Inhibitors of the arachidonic acid metabolizing enzyme, 5-lipoxygenase, reduce the rate of proliferation of chronic myelogenous leukemia blast cells. The inhibitory agents studied were ETYA, A63162 and SC41661A. These reagents induced differentiation of cultured chronic myelogenous leukemia cells from blast to promyelocytic morphology. Promyelocytic cells then underwent apoptosis, which was identified by nuclear and cytoplasmic morphological features and by DNA laddering. Proliferation of monoblastoid U937 and myelomonocytic HL60 cell lines, known to contain 5-lipoxygenase and synthesize leukotrienes, was reduced by these inhibitors.

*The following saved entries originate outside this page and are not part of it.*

use crate::kind::Kind;
use std::fmt;

pub type Result<T, E = Error> = std::result::Result<T, E>;

/// Everything that can go wrong while validating, encoding, or decoding a schema.
///
/// None of these are transient. Validation failures mean the schema can't be represented in the
/// compact format, and decode failures mean the byte stream is corrupt or from an unknown format
/// version. Retrying without changing the input will fail the same way.
#[derive(Clone, Debug, PartialEq, Eq)]
pub enum Error {
    /// An identifier contained a character outside of `[0-9a-zA-Z_.]`.
    InvalidCharacter { name: String, ch: char },
    /// An identifier was longer than the length prefix can hold.
    NameTooLong { max: usize, actual: usize },
    /// A record, union, or enum had more entries than its count field can hold.
    TooManyElements {
        kind: Kind,
        max: usize,
        actual: usize,
    },
    /// A fixed schema's byte size didn't fit in its size field.
    SizeOutOfRange { max: usize, actual: usize },
    /// A type name that has no compact representation, like a logical type.
    UnsupportedKind(String),
    /// A codec for one kind was handed a schema of a different kind.
    KindMismatch { expected: Kind, actual: Kind },
    /// Decoding hit a kind tag with no assigned kind.
    UnknownTag(u8),
    /// Decoding hit a format version this crate doesn't understand.
    UnsupportedVersion(u8),
    /// Tried to read more bits than were left in the buffer.
    BufferUnderflow { requested: usize, remaining: usize },
    /// Tried to write a value that doesn't fit in its bit width.
    ValueOverflow { value: u64, width: usize },
    /// Schema nesting went past the configured maximum depth.
    DepthLimit(usize),
}

impl fmt::Display for Error {
    fn fmt(&self, f: &mut fmt::Formatter) -> fmt::Result {
        match *self {
            Error::InvalidCharacter { ref name, ch } => {
                write!(f, "Name {:?} contains unsupported character {:?}", name, ch)
            }
            Error::NameTooLong { max, actual } => write!(
                f,
                "Name has a maximum length of {}, but was {} characters",
                max, actual
            ),
            Error::TooManyElements { kind, max, actual } => write!(
                f,
                "A {} supports up to {} elements, but had {}",
                kind, max, actual
            ),
            Error::SizeOutOfRange { max, actual } => write!(
                f,
                "Fixed size can be at most {} bytes, but was {}",
                max, actual
            ),
            Error::UnsupportedKind(ref name) => write!(f, "Type {:?} is not supported", name),
            Error::KindMismatch { expected, actual } => {
                write!(f, "Expected a {} schema, but got a {}", expected, actual)
            }
            Error::UnknownTag(tag) => write!(f, "Unrecognized kind tag {}", tag),
            Error::UnsupportedVersion(version) => {
                write!(f, "Compact format version {} is not supported", version)
            }
            Error::BufferUnderflow {
                requested,
                remaining,
            } => write!(
                f,
                "Tried to read {} bits, but only {} were left",
                requested, remaining
            ),
            Error::ValueOverflow { value, width } => {
                write!(f, "Value {} doesn't fit in {} bits", value, width)
            }
            Error::DepthLimit(max) => write!(f, "Schema nesting exceeded depth limit of {}", max),
        }
    }
}

impl std::error::Error for Error {}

U937 cells cultured with ETYA, A63162 or SC41661A for 48 h exhibited apoptosis as assessed by DNA laddering and morphology. Characteristic ultrastructural changes of apoptosis were seen at 120 h. MK886, an inhibitor of 5-lipoxygenase with a mechanism of action distinct from oxidation/reduction reagents, at 20-40 microM also inhibited CML and U937 cell proliferation and induced apoptosis, as shown by DNA laddering and ultrastructure.